FIG. 1 is a diagram illustrating the principle of an X-ray mask inspection apparatus according to the present invention.

FIG. 2 is a schematic diagram of an X-ray mask inspection apparatus using a Walter mirror according to the first embodiment of the present invention.

FIG. 3 is a schematic diagram of an X-ray mask inspection apparatus using a zone plate that is a second embodiment of the present invention.
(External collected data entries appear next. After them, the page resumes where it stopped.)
//! End-to-end runs of the sync service against in-memory systems
mod common;

use std::sync::Arc;

use common::{MemoryCatalog, MemoryStore, source_show, stored_show};
use show_sync_lib::application::{SyncService, build_index};
use show_sync_lib::infrastructure::config::AppConfig;
use show_sync_lib::infrastructure::sync_error::SyncError;

fn test_config() -> AppConfig {
    let mut config = AppConfig::default();
    config.source.max_page = 50;
    config.workers.count = 3;
    config.retry.max_attempts = 3;
    config.retry.initial_delay_ms = 1;
    config.retry.max_delay_ms = 4;
    config.destination.index_fetch_concurrency = 2;
    config
}

fn catalog() -> MemoryCatalog {
    MemoryCatalog::new(vec![
        vec![source_show(1, "One"), source_show(2, "Two")],
        vec![source_show(3, "Three"), source_show(4, "Four")],
        vec![source_show(5, "Five")],
    ])
}

#[tokio::test]
async fn second_run_issues_no_writes() {
    let store = Arc::new(MemoryStore::with_shows(vec![stored_show(1, "One (old)")]));
    let service = SyncService::new(test_config(), Arc::new(catalog()), store.clone());

    let first = service.run().await.unwrap();
    assert_eq!(first.created, 4);
    assert_eq!(first.updated, 1);
    assert_eq!(store.write_count(), 5);

    store.reset_calls();
    let second = service.run().await.unwrap();
    assert_eq!(second.writes(), 0);
    assert_eq!(second.unchanged, 5);
    assert_eq!(store.write_count(), 0);
    assert_eq!(store.uploads.load(std::sync::atomic::Ordering::SeqCst), 0);
}

#[tokio::test]
async fn exact_multiple_of_page_size_reads_one_extra_page() {
    let shows: Vec<_> = (1..=250).map(|id| stored_show(id, &format!("Show {id}"))).collect();
    let store = MemoryStore::with_shows(shows);

    let index = build_index(&store, 4).await.unwrap();

    assert_eq!(index.len(), 250);
    let mut pages = store.page_requests.lock().unwrap().clone();
    pages.sort_unstable();
    assert_eq!(pages, vec![1, 2]);
}

#[tokio::test]
async fn failing_index_page_aborts_the_run() {
    let shows: Vec<_> = (1..=10).map(|id| stored_show(id, "x")).collect();
    let store = Arc::new(MemoryStore {
        page_size: 4,
        failing_pages: [2].into_iter().collect(),
        ..MemoryStore::with_shows(shows)
    });
    let source = Arc::new(catalog());
    let service = SyncService::new(test_config(), source.clone(), store.clone());

    let err = service.run().await.unwrap_err();

    assert!(matches!(err, SyncError::IndexBuild { page: 2, .. }));
    assert_eq!(source.requested_pages(), 0);
    assert_eq!(store.write_count(), 0);
}

#[tokio::test]
async fn failing_source_page_is_skipped() {
    let source = Arc::new(MemoryCatalog {
        failing_pages: [1].into_iter().collect(),
        ..catalog()
    });
    let store = Arc::new(MemoryStore::with_shows(Vec::new()));
    let service = SyncService::new(test_config(), source.clone(), store.clone());

    let summary = service.run().await.unwrap();

    assert_eq!(summary.pages_failed, 1);
    assert_eq!(summary.failed_pages[0].0, 1);
    assert_eq!(summary.pages_processed, 2);
    assert_eq!(summary.created, 3);
    assert_eq!(source.requests_for(1), 3);
}

#[tokio::test]
async fn paging_stops_at_end_of_data() {
    let source = Arc::new(catalog());
    let store = Arc::new(MemoryStore::with_shows(Vec::new()));
    let service = SyncService::new(test_config(), source.clone(), store);

    let summary = service.run().await.unwrap();

    assert_eq!(summary.pages_processed, 3);
    assert!(summary.pages_past_end >= 1);
    assert!(source.requested_pages() < 51);
    assert_eq!(source.requests_for(3), 1);
}

#[tokio::test]
async fn dry_run_writes_nothing() {
    let mut config = test_config();
    config.dry_run = true;
    let store = Arc::new(MemoryStore::with_shows(vec![stored_show(2, "Two (old)")]));
    let service = SyncService::new(config, Arc::new(catalog()), store.clone());

    let summary = service.run().await.unwrap();

    assert_eq!(summary.created, 4);
    assert_eq!(summary.updated, 1);
    assert_eq!(store.write_count(), 0);
    assert_eq!(store.uploads.load(std::sync::atomic::Ordering::SeqCst), 0);
}
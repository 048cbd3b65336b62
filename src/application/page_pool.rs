//! Fixed-size worker pool over source page indices
//!
//! Page indices are dispatched in increasing order into a bounded queue shared
//! by `workers` long-lived tasks. Each worker processes one page to completion
//! before pulling the next. Completion order across workers is unordered.
//!
//! The first end-of-data page stops dispatching; pages already queued still
//! drain. A failed page is recorded and skipped without affecting siblings.

use std::ops::RangeInclusive;
use std::sync::Arc;
use std::time::Instant;

use async_trait::async_trait;
use tokio::sync::{Mutex, mpsc};
use tokio_util::sync::CancellationToken;
use tracing::{debug, info, warn};

use crate::domain::{PageOutcome, RunSummary};
use crate::infrastructure::config::WorkerConfig;

/// Work done for one page index
#[async_trait]
pub trait PageProcessor: Send + Sync {
    async fn process(&self, page: u32) -> PageOutcome;
}

#[derive(Debug, Clone, Copy)]
pub struct PagePool {
    workers: usize,
    queue_capacity: usize,
}

impl PagePool {
    pub fn new(workers: usize, queue_capacity: usize) -> Self {
        Self {
            workers: workers.max(1),
            queue_capacity: queue_capacity.max(1),
        }
    }

    pub fn from_config(config: &WorkerConfig) -> Self {
        Self::new(config.count, config.effective_queue_capacity())
    }

    /// Process `pages` and return the merged summary once every dispatched page is done.
    pub async fn run(
        &self,
        pages: RangeInclusive<u32>,
        processor: Arc<dyn PageProcessor>,
    ) -> RunSummary {
        info!(
            "🚀 Starting {} workers for pages {}..={}",
            self.workers,
            pages.start(),
            pages.end()
        );

        let (sender, receiver) = mpsc::channel::<u32>(self.queue_capacity);
        let receiver = Arc::new(Mutex::new(receiver));
        let end_of_data = CancellationToken::new();

        let handles: Vec<_> = (0..self.workers)
            .map(|worker_id| {
                tokio::spawn(run_worker(
                    worker_id,
                    Arc::clone(&receiver),
                    Arc::clone(&processor),
                    end_of_data.clone(),
                ))
            })
            .collect();

        let mut dispatched = 0_u32;
        for page in pages {
            tokio::select! {
                biased;
                () = end_of_data.cancelled() => {
                    info!(
                        "🏁 End of source data reached, stopping dispatch after {} pages",
                        dispatched
                    );
                    break;
                }
                sent = sender.send(page) => {
                    if sent.is_err() {
                        warn!("Page queue closed early, stopping dispatch at page {}", page);
                        break;
                    }
                    dispatched += 1;
                }
            }
        }
        // Closing the queue lets workers exit once it is drained
        drop(sender);

        let mut summary = RunSummary::default();
        for result in futures::future::join_all(handles).await {
            match result {
                Ok(worker_summary) => summary.merge(worker_summary),
                Err(e) => warn!("❌ Page worker terminated abnormally: {}", e),
            }
        }

        info!("✅ All workers finished");
        summary
    }
}

async fn run_worker(
    worker_id: usize,
    queue: Arc<Mutex<mpsc::Receiver<u32>>>,
    processor: Arc<dyn PageProcessor>,
    end_of_data: CancellationToken,
) -> RunSummary {
    debug!("👷 Worker {} started", worker_id);
    let mut summary = RunSummary::default();

    loop {
        let next = queue.lock().await.recv().await;
        let Some(page) = next else {
            break;
        };

        let started = Instant::now();
        let outcome = processor.process(page).await;
        match &outcome {
            PageOutcome::Processed { entities, .. } => info!(
                "⏱️ Worker {} processed page {} in {:?} ({} shows)",
                worker_id,
                page,
                started.elapsed(),
                entities.len()
            ),
            PageOutcome::EndOfData { .. } => end_of_data.cancel(),
            PageOutcome::Failed { reason, .. } => {
                warn!("❌ Worker {} skipped page {}: {}", worker_id, page, reason);
            }
        }
        summary.record_page(outcome);
    }

    debug!("👷 Worker {} finished", worker_id);
    summary
}
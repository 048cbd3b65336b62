//! Content document sent on create and update

use serde_json::{Map, Value, json};

use super::block_list::BlockList;
use super::config::DestinationConfig;
use crate::domain::Show;

/// Fixed parts of every show document
#[derive(Debug, Clone)]
pub struct DocumentTemplate {
    pub parent_id: String,
    pub language: String,
    pub content_type_alias: String,
    pub genre_content_type_alias: String,
}

impl DocumentTemplate {
    pub fn new(parent_id: impl Into<String>, config: &DestinationConfig) -> Self {
        Self {
            parent_id: parent_id.into(),
            language: config.language.clone(),
            content_type_alias: config.content_type_alias.clone(),
            genre_content_type_alias: config.genre_content_type_alias.clone(),
        }
    }

    /// Build the JSON document for `show`.
    ///
    /// `genres` is left out entirely when the show has none. `showImage` is an
    /// empty array until an image key is known.
    pub fn render(&self, show: &Show) -> Value {
        let mut doc = Map::new();
        doc.insert("parentId".into(), json!(self.parent_id));
        doc.insert("sortOrder".into(), json!(0));
        doc.insert("contentTypeAlias".into(), json!(self.content_type_alias));
        doc.insert("name".into(), self.localized(&show.title));
        doc.insert("showId".into(), json!({ "$invariant": show.external_id }));
        doc.insert("showSummary".into(), self.localized(&show.summary));

        if let Some(blocks) = BlockList::from_genres(&show.genres, &self.genre_content_type_alias) {
            doc.insert("genres".into(), json!({ "$invariant": blocks }));
        }

        let images = if show.image_key.is_empty() {
            json!([])
        } else {
            json!([{ "mediaKey": show.image_key }])
        };
        doc.insert("showImage".into(), json!({ "$invariant": images }));

        Value::Object(doc)
    }

    fn localized(&self, text: &str) -> Value {
        let mut map = Map::new();
        map.insert(self.language.clone(), json!(text));
        Value::Object(map)
    }
}
//! Infrastructure layer: configuration, logging, HTTP access and the two remote systems
//!
//! The source catalog and the content store are reached through the
//! [`SourceCatalog`] and [`ContentStore`] traits so the application layer can be
//! driven by in-memory implementations in tests.

pub mod asset_uploader;
pub mod backoff;
pub mod block_list;
pub mod config;
pub mod content_store;
pub mod http_client;
pub mod logging;
pub mod show_document;
pub mod source_catalog;
pub mod sync_error;

pub use backoff::BackoffPolicy;
pub use block_list::BlockList;
pub use config::{AppConfig, ConfigError};
pub use content_store::{ContentStore, DestinationRoot, HeartcoreStore};
pub use http_client::{HttpClient, HttpClientConfig};
pub use logging::{init_logging, log_system_info};
pub use show_document::DocumentTemplate;
pub use source_catalog::{HttpSourceCatalog, SourceCatalog, SourcePage};
pub use sync_error::{SyncError, SyncResult};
FIG. 4 is a schematic diagram of an X-ray mask inspection apparatus using a Schwarzschild mirror, which is a third embodiment of the present invention.

[Explanation of symbols]

 1, 10 Reflective X-ray Mask 2 X-ray Irradiation Means 3 Scanning Means 4 X-ray Optical System 5 Detecting Means 20 Emitted Light 21 Laser Plasma X-ray Source 22 Toroidal Mirror 23 Spheroidal Multilayer Mirror 24 Beryllium Filter 30 Stage 40 Walter mirror 41 Zone plate 42 Schwarzschild mirror 50 MCP 51 X-ray CCD

Claims (5)

[Claims] 1. An X-ray mask inspection apparatus for inspecting a defect of a reflective X-ray mask, comprising: an irradiation unit that irradiates the reflective X-ray mask with X-rays; X irradiated from the irradiation means
Scanning means for relatively moving in a direction intersecting the line, and X for forming an image of the X-ray reflected on the reflective X-ray mask
An X-ray mask inspection apparatus comprising: a line optical system; and a detection unit that detects an X-ray image formed by the X-ray optical system. 2. The X-ray mask inspection apparatus according to claim 1, wherein the X-ray optical system is an oblique incidence mirror. 3. The X-ray mask inspection apparatus according to claim 1, wherein the X-ray optical system is composed of a zone plate. 4. The X-ray mask inspection apparatus according to claim 1, wherein the X-ray optical system is composed of a multilayer mirror. 5. The X-ray mask inspection apparatus according to claim 4, wherein the multilayer film mirror is a Schwarzschild mirror.